Out in the Air
Thursday, February 23, 2012
“Mama!”
– An alarmed young man stormed into the room. –
“Where’s my donkey card?!”
It didn’t long to locate the thank you note Rose had sent him in the mail, including a sketched donkey. His new favorite item.
He was also eager to assist that morning while setting the table for breakfast…
“Mama. I can help you wash the dishes today. May I?”
OLeif had pulled out the bike again after a short winter. Temps were headed for 64 with gusts of wind up to 25 mph, and it had rained in the night. Once again, due to vivid deep dreams, this time about elaborate Victorian houses planted on precarious cliffs above the sea, beneath which lived caves seamed with ribs of horizontal stalactites who’s colors determined their birthdays: bumpy white – winter, transparent glassy white with black threads – autumn, pale yellow – spring, cobalt blue and soft – summer, Collette had slept right through the rain.

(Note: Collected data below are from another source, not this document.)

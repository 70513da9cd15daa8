//! Gauge registry and vote ledger.
//!
//! Gauges are stored in an arena addressed by stable [`GaugeId`](crate::GaugeId)s.
//! The list the distributor iterates is kept apart and compacted when a gauge is killed.

pub mod controller;
pub mod types;

pub use controller::GaugeController;
pub use types::{Gauge, GaugeDirectory, GaugeType, GaugeVote, Point, VoteSlope};
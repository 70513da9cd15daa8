use serde::{Deserialize, Serialize};

use crate::math::{mul3_div_floor, mul_div_floor};
use crate::types::{Address, Amount, Cycle};
use crate::Result;

/// Longest lock, in cycles.
pub const MAX_LOCK: u64 = 96;
/// Cycles between two treasury distribution events; lock ends are aligned on it.
pub const TDE_DURATION: u64 = 12;
pub const MAX_PERCENTAGE: u64 = 100;
pub const YS_PERCENTAGE_STEP: u8 = 10;

/// One mutation of a position, kept so any past balance can be rebuilt.
#[derive(Clone, Debug, PartialEq, Eq, Serialize, Deserialize)]
pub struct LockExtension {
    /// Cycle the record takes effect from.
    pub cycle_id: Cycle,
    pub end_cycle: Cycle,
    /// Amount earning yield-share over `(cycle_id, end_cycle]`.
    pub cvg_locked: Amount,
    pub mg_cvg_added: Amount,
}

#[derive(Clone, Debug, PartialEq, Eq, Serialize, Deserialize)]
pub struct LockPosition {
    pub owner: Address,
    pub start_cycle: Cycle,
    pub last_end_cycle: Cycle,
    pub total_cvg_locked: Amount,
    /// Governance weight: sum of `mg_cvg_added` over all extensions.
    pub mg_cvg_amount: Amount,
    /// Voting slope; voting power decays linearly from it to zero at `last_end_cycle`.
    pub ve_cvg_amount: Amount,
    pub ys_percentage: u8,
    /// Transfers and burns are refused before this timestamp.
    pub unlock_timestamp: u64,
    pub vote_delegate: Option<Address>,
}

/// Parameters of a new lock.
#[derive(Clone, Debug, PartialEq, Eq, Serialize, Deserialize)]
pub struct MintPosition {
    pub lock_duration: u64,
    pub amount: Amount,
    pub ys_percentage: u8,
    pub receiver: Address,
    /// Apply the configured mint timelock to the new position.
    #[serde(default)]
    pub with_lock: bool,
}

/// Governance weight earned by locking `amount` for `cycles`:
/// `amount * cycles * (100 - ys) / (100 * MAX_LOCK)`.
pub fn mg_cvg_for(amount: Amount, cycles: u64, ys_percentage: u8) -> Result<Amount> {
    mul3_div_floor(
        amount,
        cycles as u128,
        (MAX_PERCENTAGE - ys_percentage as u64) as u128,
        (MAX_PERCENTAGE * MAX_LOCK) as u128,
    )
}

/// Voting slope of `amount`: its non-yield-share part.
pub fn ve_cvg_for(amount: Amount, ys_percentage: u8) -> Result<Amount> {
    mul_div_floor(
        amount,
        (MAX_PERCENTAGE - ys_percentage as u64) as u128,
        MAX_PERCENTAGE as u128,
    )
}

/// Yield-share weight of one extension at `cycle`.
///
/// Full `ys_total` once the first TDE after `cycle_id` has passed, prorated by the
/// covered part of that first TDE window before. Extensions no longer than one TDE
/// count in full immediately. Callers bound the result by the position's lifetime.
pub fn ys_contribution(ext: &LockExtension, ys_percentage: u8, cycle: Cycle) -> Result<Amount> {
    if ext.cycle_id >= cycle {
        return Ok(0);
    }
    let span = ext.end_cycle.saturating_sub(ext.cycle_id);
    let ys_total = mul3_div_floor(
        ext.cvg_locked,
        span as u128,
        ys_percentage as u128,
        (MAX_PERCENTAGE * MAX_LOCK) as u128,
    )?;
    if span <= TDE_DURATION {
        return Ok(ys_total);
    }
    let first_tde = TDE_DURATION * (ext.cycle_id / TDE_DURATION + 1);
    if cycle <= first_tde {
        mul_div_floor(
            ys_total,
            (first_tde - ext.cycle_id) as u128,
            TDE_DURATION as u128,
        )
    } else {
        Ok(ys_total)
    }
}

As Puck began writing his letters of the day, Collette instructed him that they were too small.
“But, Mama, I want to make little versions.”
The mail brought a pair of jeans from Hong Kong for Collette. Apparently the Chinese didn’t need buttonholes for their buttons. And were allowed to label commercial merchandise as “gifts” and “gadgets” on their customs declarations.
Collette and Puck walked the wooded trails of the park for an hour together. Around the shorter ponds first, crunchy scrabble grass underfoot. Halfway through, Puck found a hefty tree branch which he trailed behind him, making a scratching rhythm against the pavement…
“Doesn’t this make good music?” he asked.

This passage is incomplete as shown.